Pada bulan Mei 1977, ia terpaksa meninggalkan Iran menuju Inggris untuk menghindarkan diri dari kejaran penguasa. Namun, rezim Syah tidak mengizinkannya ke luar negeri untuk berbicara serta menulis secara bebas, serta menawan istri dan anak Ali Syari‟ati.
Tidak lama setelah itu, tepatnya tanggal 21 Juni 1977, Ali Syari‟ati ditemukan tewas di rumah kerabatnya di Southampton, Inggris.
Meskipun berita resmi menyatakan bahwa ia terkena serangan jantung, namun banyak orang percaya bahwa ia diracuni oleh agen rahasia pemerintah Iran. Jenazahnya kemudian di kebumikan di Damaskus, Suriah. Setahun setelah kematian Ali Syari‟ati, Dinasti Pahlevi runtuh dan lahirlah Republik Islam Iran pada 16 Januari 1979. Ia dinilai memainkan peran penting menjelang Revolusi Iran yang dipimpin Ayatullah Ruhullah Khomeini pada tahun 1978, yang melahirkan berdirinya Republika Islam Iran.

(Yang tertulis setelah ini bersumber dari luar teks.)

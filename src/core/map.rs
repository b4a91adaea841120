use std::collections::VecDeque;
use std::time::{Duration, Instant};

use serde::Serialize;

use crate::{
    core::{
        camera::Camera,
        config::{MapConfig, MapElement, MapLine},
        geo::Size,
    },
    input::{Action, InputController, InputEvent, ViewState},
    rendering::{FrameReport, MarkerPlacement, Renderer, Surface},
    tiles::{SettledTile, TileCache},
};

/// What happened to the completions drained by [`MapView::poll_tiles`]
#[derive(Debug, Clone, Copy, Default, PartialEq, Eq, Serialize)]
pub struct TilePoll {
    /// Late tiles painted onto the surface
    pub painted: usize,
    /// Loaded tiles dropped because the zoom changed since their request
    pub suppressed: usize,
    pub failed: usize,
}

/// One map widget instance.
///
/// Owns the camera, the input controller, the tile cache and the renderer.
/// Events are queued and applied on the owning thread; any change to the view
/// marks the map dirty and the next [`process_events`](MapView::process_events)
/// draws a frame.
pub struct MapView<P = ()> {
    camera: Camera,
    input: InputController,
    cache: TileCache,
    renderer: Renderer,
    config: MapConfig,
    lines: Vec<MapLine>,
    elements: Vec<MapElement<P>>,
    events: VecDeque<InputEvent>,
    needs_render: bool,
    last_frame: Option<FrameReport>,
}

impl<P> std::fmt::Debug for MapView<P> {
    fn fmt(&self, f: &mut std::fmt::Formatter<'_>) -> std::fmt::Result {
        f.debug_struct("MapView")
            .field("camera", &self.camera)
            .field("canvas", &self.renderer.canvas())
            .field("cache", &self.cache)
            .field("queued_events", &self.events.len())
            .field("needs_render", &self.needs_render)
            .finish()
    }
}

impl<P> MapView<P> {
    pub fn new(
        camera: Camera,
        config: MapConfig,
        cache: TileCache,
        lines: Vec<MapLine>,
        elements: Vec<MapElement<P>>,
    ) -> Self {
        Self {
            input: InputController::new(&config.interaction),
            renderer: Renderer::new(&config),
            camera,
            cache,
            config,
            lines,
            elements,
            events: VecDeque::new(),
            needs_render: true,
            last_frame: None,
        }
    }

    pub fn camera(&self) -> &Camera {
        &self.camera
    }

    pub fn input(&self) -> &InputController {
        &self.input
    }

    pub fn config(&self) -> &MapConfig {
        &self.config
    }

    pub fn cache(&self) -> &TileCache {
        &self.cache
    }

    pub fn renderer(&self) -> &Renderer {
        &self.renderer
    }

    pub fn lines(&self) -> &[MapLine] {
        &self.lines
    }

    pub fn elements(&self) -> &[MapElement<P>] {
        &self.elements
    }

    pub fn last_frame(&self) -> Option<&FrameReport> {
        self.last_frame.as_ref()
    }

    /// Whether the next [`process_events`](Self::process_events) will draw
    pub fn needs_render(&self) -> bool {
        self.needs_render
    }

    /// Snapshot of camera and interaction state
    pub fn view_state(&self) -> ViewState {
        ViewState::new(self.camera.clone(), self.input.clone())
    }

    /// Sizes the canvas to `container` and draws the first frame
    pub fn mount(&mut self, surface: &mut dyn Surface, container: Size) -> FrameReport {
        self.renderer.resize(container);
        self.render(surface)
    }

    /// Appends an event for the next [`process_events`](Self::process_events)
    pub fn queue_event(&mut self, event: InputEvent) {
        self.events.push_back(event);
    }

    /// Applies one event immediately
    pub fn handle_event(&mut self, event: InputEvent, now: Instant) -> Vec<Action> {
        let actions = self.input.handle_event(&mut self.camera, event, now);
        self.apply(&actions);
        actions
    }

    /// Fires the wheel debounce if it is due
    pub fn tick(&mut self, now: Instant) -> Vec<Action> {
        let actions = self.input.tick(&mut self.camera, now);
        self.apply(&actions);
        actions
    }

    fn apply(&mut self, actions: &[Action]) {
        for action in actions {
            match action {
                Action::Redraw => self.needs_render = true,
                Action::ZoomCommitted { zoom } => {
                    log::info!("zoom committed at {zoom}");
                    self.needs_render = true;
                }
                Action::Resize(size) => {
                    let canvas = self.renderer.resize(*size);
                    log::debug!("canvas resized to {}x{}", canvas.width, canvas.height);
                    self.needs_render = true;
                }
            }
        }
    }

    /// Drains queued events, fires a due debounce, draws a frame if anything
    /// changed, then paints whatever tiles have arrived
    pub fn process_events(&mut self, surface: &mut dyn Surface, now: Instant) -> Option<FrameReport> {
        while let Some(event) = self.events.pop_front() {
            self.handle_event(event, now);
        }
        self.tick(now);

        let frame = self.needs_render.then(|| self.render(surface));
        self.poll_tiles(surface);
        frame
    }

    /// Draws a full frame unconditionally
    pub fn render(&mut self, surface: &mut dyn Surface) -> FrameReport {
        let report = self.renderer.render(
            surface,
            &self.camera,
            &mut self.cache,
            &self.config,
            &self.lines,
            &self.elements,
        );
        self.needs_render = false;
        self.last_frame = Some(report.clone());
        report
    }

    /// Applies finished loads and paints those still matching the camera's
    /// zoom. Overlays are redrawn on top of any late paint.
    pub fn poll_tiles(&mut self, surface: &mut dyn Surface) -> TilePoll {
        let settled = self.cache.drain_completions();
        self.paint_settled(surface, settled)
    }

    /// Like [`poll_tiles`](Self::poll_tiles), but blocks up to `timeout` for
    /// the first completion when none has arrived yet
    pub fn wait_tiles(&mut self, surface: &mut dyn Surface, timeout: Duration) -> TilePoll {
        let settled = self.cache.wait_completions(timeout);
        self.paint_settled(surface, settled)
    }

    fn paint_settled(&self, surface: &mut dyn Surface, settled: Vec<SettledTile>) -> TilePoll {
        let mut poll = TilePoll::default();
        for tile in settled {
            let Some(image) = tile.image else {
                poll.failed += 1;
                continue;
            };
            if tile.captured_zoom != self.camera.zoom() {
                log::debug!(
                    "dropping paint of {} requested at zoom {} (now {})",
                    tile.key.url(),
                    tile.captured_zoom,
                    self.camera.zoom()
                );
                poll.suppressed += 1;
                continue;
            }
            self.renderer
                .paint_tile(surface, &self.camera, &self.config, tile.key.coord, &image);
            poll.painted += 1;
        }

        if poll.painted > 0 {
            let geometry = self.renderer.geometry(&self.camera);
            self.renderer
                .draw_overlays(surface, &geometry, &self.config, &self.lines);
        }
        poll
    }

    pub fn set_lines(&mut self, lines: Vec<MapLine>) {
        self.lines = lines;
        self.needs_render = true;
    }

    /// Replaces the markers; they are positioned on the next frame
    pub fn set_elements(&mut self, elements: Vec<MapElement<P>>) {
        self.elements = elements;
    }

    /// Current canvas position of every visible marker
    pub fn marker_positions(&self) -> Vec<MarkerPlacement> {
        let geometry = self.renderer.geometry(&self.camera);
        self.renderer.place_markers(&geometry, &self.elements)
    }

    /// Jumps to `zoom`, discarding any wheel gesture in flight. Out-of-range
    /// levels are ignored.
    pub fn set_zoom_immediate(&mut self, zoom: u8) -> bool {
        self.input.cancel_zoom();
        let applied = self.camera.set_zoom_immediate(zoom);
        if applied {
            self.needs_render = true;
        }
        applied
    }

    /// When the host should next call [`tick`](Self::tick)
    pub fn next_deadline(&self) -> Option<Instant> {
        self.input.next_deadline()
    }
}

       B. Pokok-Pokok Pemikiran Ali Syariati

A. Metode Dalam Memahami Agama Islam
a.       Metode Komparasi
Membandingkan agama Islam dengan agama lain antara ajaran dalam al-Qur,an dengan ajaran di kitab suci lainnya, antara pribadi Rasulullah dengan tokoh besar yang lain yangb bertujuan untuk menemukan perbedaan yang menjadi ciri khas agama Islam.
b.      Pendekatan Aliran
Sesuai dengan bidang masing-masing Islam mengandung berbagai aspek sehingga dapat difahami dengan berbagai perspektif
c.       Islam Agama Pembebasan[3]
       Pemahaman Islam yang ditawarkan Ali Syari‟ati berbeda dengan pemahaman mainstream saat itu. Islam yang dipahami banyak orang di masa Syari‟ati adalah Islam yang hanya sebatas agama ritual dan fiqh yang tidak menjangkau persoalan-persoalan politik dan sosial kemasyarakatan. Islam hanyalah sekumpulan dogma untuk mengatur bagaimana beribadah tetapi tidak menyentuh sama sekali cara yang paling efektif untuk menegakkan keadilan, strategi melawan kezaliman atau petunjuk untuk membela kaum tertindas (mustad‟afîn). Islam yang demikian itu dalam banyak kesempatan sangat menguntungkan pihak penguasa yang berbuat sewenang-wenang dan mengumbar ketidakadilan, karena ia bisa berlindung di balik dogma-dogma yang telah dibuat sedemikian rupa untuk melindungi kepentingannya. 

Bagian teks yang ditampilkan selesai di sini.